Turning to supply. There's no doubt that as we move forward in the green transition global demand for renewable energy and clean hydrogen will grow exponentially notably amongst "hard-to-decarbonise" sectors such as steel, cement, maritime and aviation. While hydrogen-based propulsion, using fuel cell or gas turbine technology is potentially a key enabler to climateneutral aviation, supply of renewable energy and subsequent production of green hydrogen will be critical to their market adoption. How can we guarantee there is an adequate and reliable supply for all?

Finally, airports need to ensure infrastructure is in place in tandem with the fleet introduction, and that efficient and safe refuelling of LH2 is feasible. Clean Aviation has recently joined AZEA, the Alliance for Zero- Emission Aviation which aims to prepare the aviation ecosystem for hydrogen- and electric-powered aircraft.

CAJU's research activities are based on three thrusts. Only one of them is linked to hydrogen. Why not dedicate all efforts to H2?
Hydrogen offers enormous potential but given the scale of the technical, infrastructural and financial challenges we cannot afford to bet on one horse. Regardless of whether green hydrogen is used in drop-in SAF or directly on board as an energy source, the air transport system will require very significant volumes of green hydrogen (and renewable energy to produce this), to support its push to "climate neutral".

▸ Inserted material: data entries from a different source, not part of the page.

// Event bus for GamblingDen Core
//
// The lobby UI, sound layer and games observe the engine through these
// events. Every event is a variant of one closed enum with a typed payload.

use serde::{Deserialize, Serialize};

use crate::stats::Statistics;

/// Payload of an achievement unlock
#[derive(Debug, Clone, PartialEq, Serialize, Deserialize)]
pub struct AchievementUnlock {
    pub id: String,
    pub name: String,
    pub desc: String,
    pub reward: f64,
}

/// Everything the engine announces
#[derive(Debug, Clone, PartialEq, Serialize, Deserialize)]
#[serde(tag = "type")]
pub enum EconomyEvent {
    #[serde(rename = "balance:change")]
    BalanceChanged { balance: f64 },
    #[serde(rename = "balance:reset")]
    BalanceReset { balance: f64 },
    #[serde(rename = "xp:change")]
    XpChanged { xp: u64, level: u32 },
    #[serde(rename = "level:up")]
    LevelUp { level: u32 },
    #[serde(rename = "achievement:unlock")]
    AchievementUnlocked(AchievementUnlock),
    #[serde(rename = "stats:update")]
    StatsUpdated(Statistics),
    #[serde(rename = "bet:placed")]
    BetPlaced { amount: f64 },
    #[serde(rename = "win")]
    Win { amount: f64 },
    #[serde(rename = "daily:claim")]
    DailyClaimed { streak: u32 },
}

/// Event names, used for subscriptions
#[derive(Debug, Clone, Copy, PartialEq, Eq, Hash)]
pub enum EventKind {
    BalanceChanged,
    BalanceReset,
    XpChanged,
    LevelUp,
    AchievementUnlocked,
    StatsUpdated,
    BetPlaced,
    Win,
    DailyClaimed,
}

impl EventKind {
    pub const ALL: [EventKind; 9] = [
        EventKind::BalanceChanged,
        EventKind::BalanceReset,
        EventKind::XpChanged,
        EventKind::LevelUp,
        EventKind::AchievementUnlocked,
        EventKind::StatsUpdated,
        EventKind::BetPlaced,
        EventKind::Win,
        EventKind::DailyClaimed,
    ];

    /// Wire name, e.g. `balance:change`
    pub fn name(self) -> &'static str {
        match self {
            EventKind::BalanceChanged => "balance:change",
            EventKind::BalanceReset => "balance:reset",
            EventKind::XpChanged => "xp:change",
            EventKind::LevelUp => "level:up",
            EventKind::AchievementUnlocked => "achievement:unlock",
            EventKind::StatsUpdated => "stats:update",
            EventKind::BetPlaced => "bet:placed",
            EventKind::Win => "win",
            EventKind::DailyClaimed => "daily:claim",
        }
    }

    pub fn from_name(name: &str) -> Option<EventKind> {
        EventKind::ALL.iter().copied().find(|kind| kind.name() == name)
    }
}

impl EconomyEvent {
    pub fn kind(&self) -> EventKind {
        match self {
            EconomyEvent::BalanceChanged { .. } => EventKind::BalanceChanged,
            EconomyEvent::BalanceReset { .. } => EventKind::BalanceReset,
            EconomyEvent::XpChanged { .. } => EventKind::XpChanged,
            EconomyEvent::LevelUp { .. } => EventKind::LevelUp,
            EconomyEvent::AchievementUnlocked(_) => EventKind::AchievementUnlocked,
            EconomyEvent::StatsUpdated(_) => EventKind::StatsUpdated,
            EconomyEvent::BetPlaced { .. } => EventKind::BetPlaced,
            EconomyEvent::Win { .. } => EventKind::Win,
            EconomyEvent::DailyClaimed { .. } => EventKind::DailyClaimed,
        }
    }
}

/// Handle returned by `subscribe`; pass it back to `unsubscribe`
#[derive(Debug, Clone, Copy, PartialEq, Eq, Hash)]
pub struct Subscription(u64);

impl Subscription {
    pub fn id(self) -> u64 {
        self.0
    }
}

type Listener = Box<dyn FnMut(&EconomyEvent)>;

struct Entry {
    id: u64,
    /// `None` listens to every kind
    kind: Option<EventKind>,
    listener: Listener,
}

/// In-process publish/subscribe
///
/// Listeners run synchronously, in subscription order, on the thread that
/// publishes. They receive a shared reference and cannot reach back into the
/// engine while it is mid-operation.
#[derive(Default)]
pub struct EventBus {
    entries: Vec<Entry>,
    next_id: u64,
}

impl EventBus {
    pub fn new() -> EventBus {
        EventBus::default()
    }

    /// Listen for one kind of event
    pub fn subscribe<F>(&mut self, kind: EventKind, listener: F) -> Subscription
    where
        F: FnMut(&EconomyEvent) + 'static,
    {
        self.insert(Some(kind), Box::new(listener))
    }

    /// Listen for every event
    pub fn subscribe_all<F>(&mut self, listener: F) -> Subscription
    where
        F: FnMut(&EconomyEvent) + 'static,
    {
        self.insert(None, Box::new(listener))
    }

    /// Returns false if the subscription was already gone
    pub fn unsubscribe(&mut self, subscription: Subscription) -> bool {
        let before = self.entries.len();
        self.entries.retain(|entry| entry.id != subscription.0);
        self.entries.len() != before
    }

    pub fn publish(&mut self, event: &EconomyEvent) {
        let kind = event.kind();
        for entry in self.entries.iter_mut() {
            if entry.kind.map_or(true, |k| k == kind) {
                (entry.listener)(event);
            }
        }
    }

    pub fn listener_count(&self) -> usize {
        self.entries.len()
    }

    fn insert(&mut self, kind: Option<EventKind>, listener: Listener) -> Subscription {
        let id = self.next_id;
        self.next_id += 1;
        self.entries.push(Entry { id, kind, listener });
        Subscription(id)
    }
}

Our ambition is to drive a stepchange in aircraft performance: we need to squeeze every last ounce of efficiency out of aircraft and fleet performance. We are targeting at least 30% for short-medium range aircraft and 50% for regional, compared to today's very best models. We also want to ensure entry into service before 2035 and ensure that 75% of the world's fleet is composed of ultra high-performance aircraft by 2050. Coupled with low net-carbon SAF this already would lead to a new breed of aircraft with -85 to -90% less net-CO2 emissions. Coupled with the use of LH2 "true zero" carbon is in sight.

As the introduction of a disruptive new energy source like hydrogen is likely to take up to 50 years to permeate the full aviation system, we need to play a long game here. Super-efficient aircraft flying on dropin SAF will most likely need to bridge the gap for several decades and may well remain even beyond the end of the century in some specific use cases like (ultra) long haul flights.

Concerning hydrogen, where will Clean Aviation concentrate its efforts?
A quarter of the EU funding currently awarded will be dedicated to H2 research focusing specifically on H2 storage and propulsion systems, notably gas turbine technology and fuel cells as these are key enablers for H2-powered aircraft. This share of the overall research mix is in line with the Strategic Research and Innovation Agenda ensuring a balanced and "measured risk" approach.

Synergistic efforts are gaining momentum in national research and innovation programmes and the Clean Hydrogen Partnership – a fellow Joint Undertaking under Horizon Europe – will also bring important contributions.